In February 1993, the trial against John and Joe Gambino, and their associates Lorenzo Mannino and Matteo Romano, started. The prosecution portrayed them as the main distributors of heroin smuggled from Italy and South America to Miami and New York by the Sicilian Mafia, while the defense countered that the central drug and murder charges in the case were based on the uncorroborated testimony of Marino Mannoia and Gravano, whom the defense depicted as "killers and liars". The trial ended in mistrial in June 1993 when a jury was unable to reach a verdict on charges of racketeering, drug trafficking and murder.

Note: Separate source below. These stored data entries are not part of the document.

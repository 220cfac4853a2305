// Copyright (c) Facebook, Inc. and its affiliates.
//
// This source code is licensed under the MIT license found in the
// LICENSE file in the root directory of this source tree.

use std::fs::File;
use std::io::BufRead;
use std::io::BufReader;
use std::path::Path;

use lazy_static::lazy_static;
use log_derive::logfn_inputs;
use regex::Regex;
use serde::Serialize;

lazy_static! {
    static ref ALLOCATION_CALL_RE: Regex = Regex::new(r"\bmalloc\s*\(").unwrap();
    static ref RELEASE_CALL_RE: Regex = Regex::new(r"\bfree\s*\(").unwrap();
}

/// A collection of defect markers that are expected for a fixture.
#[derive(Debug)]
pub struct ExpectedEvents {
    expected_markers: Vec<(usize, String)>,
}

impl ExpectedEvents {
    /// Reads the file at the given path and scans it for instances of "//~ message".
    /// Each message becomes an element of ExpectedEvents together with the 1-based
    /// number of the line it sits on.
    #[logfn_inputs(TRACE)]
    pub fn new(path: &Path) -> std::io::Result<ExpectedEvents> {
        let rdr = BufReader::new(File::open(path)?);
        let tag = "//~";
        let mut expected_markers = Vec::new();
        for (i, line) in rdr.lines().enumerate() {
            if let Some(message) = parse_expected(&line?, tag) {
                expected_markers.push((i + 1, message));
            }
        }
        Ok(ExpectedEvents { expected_markers })
    }

    /// Checks if the given census matches the expected defects: every allocation
    /// site must carry a marker, every marker must sit on an allocation site, and
    /// no release site may be present at all.
    pub fn check_census(&self, census: &EventCensus) -> bool {
        let mut remaining = self.expected_markers.clone();
        for line in &census.allocation_sites {
            match remaining.iter().position(|(marked, _)| marked == line) {
                Some(pos) => {
                    remaining.remove(pos);
                }
                None => {
                    println!("Unmarked allocation site at line {line}. Expected: {remaining:?}");
                    return false;
                }
            }
        }
        if !remaining.is_empty() {
            println!("Expected defects without an allocation site: {remaining:?}");
            return false;
        }
        if !census.release_sites.is_empty() {
            println!(
                "Release call sites at lines {:?}: the unreleased-allocation pattern admits none",
                census.release_sites
            );
            return false;
        }
        true
    }
}

/// Returns the message part of the pattern "//~ message" if there is a match, otherwise None.
#[logfn_inputs(TRACE)]
fn parse_expected(line: &str, tag: &str) -> Option<String> {
    let tag_start = line.find(tag)?;
    Some(String::from(line[tag_start + tag.len()..].trim()))
}

/// A census of the resource-event call sites appearing in a fixture source: one
/// entry per call to the allocation primitive or to the release primitive, keyed
/// by 1-based line number.
#[derive(Debug, Serialize)]
pub struct EventCensus {
    pub allocation_sites: Vec<usize>,
    pub release_sites: Vec<usize>,
}

impl EventCensus {
    /// Reads the file at the given path and records every allocation and release
    /// call site outside of comments. String literals are not considered; the
    /// fixture family does not use any.
    #[logfn_inputs(TRACE)]
    pub fn new(path: &Path) -> std::io::Result<EventCensus> {
        let rdr = BufReader::new(File::open(path)?);
        let mut allocation_sites = Vec::new();
        let mut release_sites = Vec::new();
        for (i, line) in rdr.lines().enumerate() {
            let line = line?;
            let code = line.split("//").next().unwrap_or("");
            for _ in ALLOCATION_CALL_RE.find_iter(code) {
                allocation_sites.push(i + 1);
            }
            for _ in RELEASE_CALL_RE.find_iter(code) {
                release_sites.push(i + 1);
            }
        }
        Ok(EventCensus {
            allocation_sites,
            release_sites,
        })
    }
}
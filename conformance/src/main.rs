// Copyright (c) Facebook, Inc. and its affiliates.
//
// This source code is licensed under the MIT license found in the
// LICENSE file in the root directory of this source tree.

// Checks that a leak fixture still satisfies the contract an analyzer relies
// on: one allocation call site carrying a defect marker, no release call site,
// and a process that exits with status 0 and stays silent for any argument
// vector. Invoked as `leakcheck [options] [-- fixture-args...]`; anything after
// the leftmost `--` becomes the argument vector of the fixture process.

use std::env;
use std::error::Error;
use std::path::{Path, PathBuf};
use std::process::Command;

use leakcheck::expected_events::{EventCensus, ExpectedEvents};
use leakcheck::options::Options;
use leakcheck::report::ConformanceReport;
use leakcheck::utils;
use log::info;

const FIXTURE_BASE_NAME: &str = "memleak";

fn main() -> Result<(), Box<dyn Error>> {
    // Initialize loggers.
    if env::var("LEAKCHECK_LOG").is_ok() {
        let e = env_logger::Env::new()
            .filter("LEAKCHECK_LOG")
            .write_style("LEAKCHECK_LOG_STYLE");
        env_logger::init_from_env(e);
    }

    let args: Vec<String> = env::args().skip(1).collect();
    let mut options = Options::default();
    let fixture_args = options.parse(&args);

    let fixture_src = match options
        .fixture_src
        .as_ref()
        .map(PathBuf::from)
        .or_else(|| utils::find_fixture_source(FIXTURE_BASE_NAME))
    {
        Some(path) => path,
        None => {
            eprintln!("Could not locate the fixture source; pass --fixture_src");
            std::process::exit(1);
        }
    };
    let fixture_bin = match options
        .fixture_bin
        .clone()
        .or_else(|| utils::find_fixture_binary(FIXTURE_BASE_NAME))
    {
        Some(path) => path,
        None => {
            eprintln!("Could not locate the compiled fixture binary; build it first or pass --fixture_bin");
            std::process::exit(1);
        }
    };
    let fixture_name = fixture_src
        .file_stem()
        .and_then(|s| s.to_str())
        .unwrap_or(FIXTURE_BASE_NAME)
        .to_string();

    let expected = ExpectedEvents::new(&fixture_src)?;
    let census = EventCensus::new(&fixture_src)?;
    let mut conforming = expected.check_census(&census);

    let mut executions = 0;
    for _ in 0..options.runs {
        conforming &= check_execution(&fixture_bin, &[]);
        executions += 1;
        if !fixture_args.is_empty() {
            conforming &= check_execution(&fixture_bin, &fixture_args);
            executions += 1;
        }
    }
    info!("{fixture_name}: {executions} executions, conforming: {conforming}");

    if let Some(report_path) = &options.report_path {
        ConformanceReport::new(&fixture_name, &census, executions, conforming)
            .save(Path::new(report_path))?;
    }
    std::process::exit((!conforming) as i32);
}

// Runs the fixture once with the given argument vector. A conforming fixture
// terminates with exit status 0 and writes nothing to stdout or stderr no
// matter what the argument vector holds.
fn check_execution(binary: &str, args: &[String]) -> bool {
    let output = match Command::new(binary).args(args).output() {
        Ok(output) => output,
        Err(e) => {
            println!("Failed to execute {binary}: {e}");
            return false;
        }
    };
    let mut ok = true;
    if output.status.code() != Some(0) {
        println!("{binary} exited with {} rather than status 0", output.status);
        ok = false;
    }
    if !output.stdout.is_empty() {
        println!(
            "{binary} wrote to stdout: {}",
            String::from_utf8_lossy(&output.stdout)
        );
        ok = false;
    }
    if !output.stderr.is_empty() {
        println!(
            "{binary} wrote to stderr: {}",
            String::from_utf8_lossy(&output.stderr)
        );
        ok = false;
    }
    ok
}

Marino Mannoia was admitted into the Witness Protection Program in the United States (Italy had no such programme at the time). He testified he had met with John Gambino personally, who had inspected the quality of the heroin Marino Mannoia was refining in Palermo. His testimony finally induced the Gambinos to plead guilty to drug trafficking in an arrangement with prosecution.

==Guilty plea==
In June 1994, after prosecutors recommended 15-year sentences without parole, the men agreed to plead guilty to the racketeering charges stemming from activity that took place from 1975 to 1992.

The pentito Gaspare Mutolo revealed that he organised a 400-kilogram shipment of heroin to the US in 1981. The Cuntrera-Caruana Mafia clan received half of the load, while John Gambino took possession of the other 200 kilograms. The shipments were financed by a consortium of Sicilian Mafia clans, who had organized a pool to provide the money to buy the merchandise from Thai suppliers.

==Release==
In prison Gambino survived a stroke, heart attacks, and open-heart surgery. Sitting in a wheelchair, he was released in October 2005, but was later arrested to face an extradition request by Italy. He was released on bail. In September 2006, he was freed when a federal judge overruled a decision that would have extradited him to Italy to face drug charges. The judge ruled that Gambino had already served a 15-year sentence in the US for drug trafficking and murder and could not be tried again for the same charges in Italy.

According to court papers filed in Brooklyn Federal Court, John Gambino was one of a three-man panel that ran the Gambino family, jointly with Daniel Marino and Bartolomeo "Bobby" Vernace after Operation Old Bridge in February 2008 decapitated the leadership. They oversaw a slimmed-down criminal gang of 200 made men active in drug trafficking, extortion and loansharking, according to the FBI. He was a high-ranking member of the family along with his wife's nephew Frank Cali. On November 16, 2017, Gambino died of natural causes in New York.